An comet circles around the sun in this movie from ESA/NASA’s SOHO. The comet is somewhat unusual as it’s not form any known family of comets. This is the 2,875th comet discovered by SOHO. Image Credit: ESA/NASA/SOHO/Hill
An unusual comet skimmed past the sun on February 18-21, 2015, as captured by the European Space Agency (ESA) and NASA’s Solar and Heliospheric Observatory, or SOHO.
This comet was interesting for two reasons. First it’s what’s called a non-group comet, meaning it’s not part of any known family of comets. Most comets seen by SOHO belong to the Kreutz family – all of which broke off from a single giant comet many centuries ago.
The second reason it’s interesting is because the vast majority of comets that come close enough to the sun to be seen by SOHO do not survive the trip. Known as sungrazers, these comets usually evaporate in the intense sunlight. This comet made it to within 2.2 million miles of the sun’s surface – but survived the trip intact.
A description of sungrazer comets and where they come from. Image Credit: NASA/Goddard Space Flight Center/Duberstein
“There’s a half-decent chance that ground observers might be able to detect it in the coming weeks,” said Karl Battams, a solar scientist at the Naval Research Lab in Washington, D.C. “But it’s also possible that events during its trip around the sun will cause it to die fairly fast.”

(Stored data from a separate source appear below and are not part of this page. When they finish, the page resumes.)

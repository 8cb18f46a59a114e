//! WAV chunk parsing for transcoder output

use std::path::Path;

use crate::error::EngineError;

/// Decoded chunk: left-channel samples plus the header facts the pipeline
/// needs downstream.
#[derive(Debug)]
pub struct WavChunk {
    pub samples: Vec<f64>,
    pub sample_rate: u32,
    pub duration_sec: f64,
}

/// Parse a RIFF/WAVE file produced by the transcoder. Only the left
/// channel of 16-bit integer PCM is read; other encodings are rejected.
pub fn read_wav(path: &Path) -> Result<WavChunk, EngineError> {
    let mut reader = hound::WavReader::open(path)
        .map_err(|e| EngineError::Input(format!("failed to open WAV {}: {}", path.display(), e)))?;

    let spec = reader.spec();
    if spec.sample_format != hound::SampleFormat::Int || spec.bits_per_sample != 16 {
        return Err(EngineError::Input(format!(
            "{}: expected 16-bit integer PCM, got {:?} at {} bits",
            path.display(),
            spec.sample_format,
            spec.bits_per_sample
        )));
    }
    if spec.channels == 0 {
        return Err(EngineError::Input(format!(
            "{}: WAV header reports zero channels",
            path.display()
        )));
    }

    let samples = reader
        .samples::<i16>()
        .step_by(spec.channels as usize)
        .map(|s| s.map(|v| v as f64 / 32_768.0))
        .collect::<Result<Vec<f64>, _>>()
        .map_err(|e| {
            EngineError::Input(format!("failed to read WAV samples from {}: {}", path.display(), e))
        })?;

    let duration_sec = samples.len() as f64 / spec.sample_rate as f64;

    Ok(WavChunk {
        samples,
        sample_rate: spec.sample_rate,
        duration_sec,
    })
}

Since launching in 1995, SOHO has become the number one comet finder of all time — this was comet discovery number 2,875. However, SOHO sees non-group comets like this only a few times a year.
Watch the video to see the comet fly around the sun. Toward the end of the video, as the comet begins to develop a tail, the sun releases an eruption of solar material, called a coronal mass ejection, or CME, to add something more to the scene.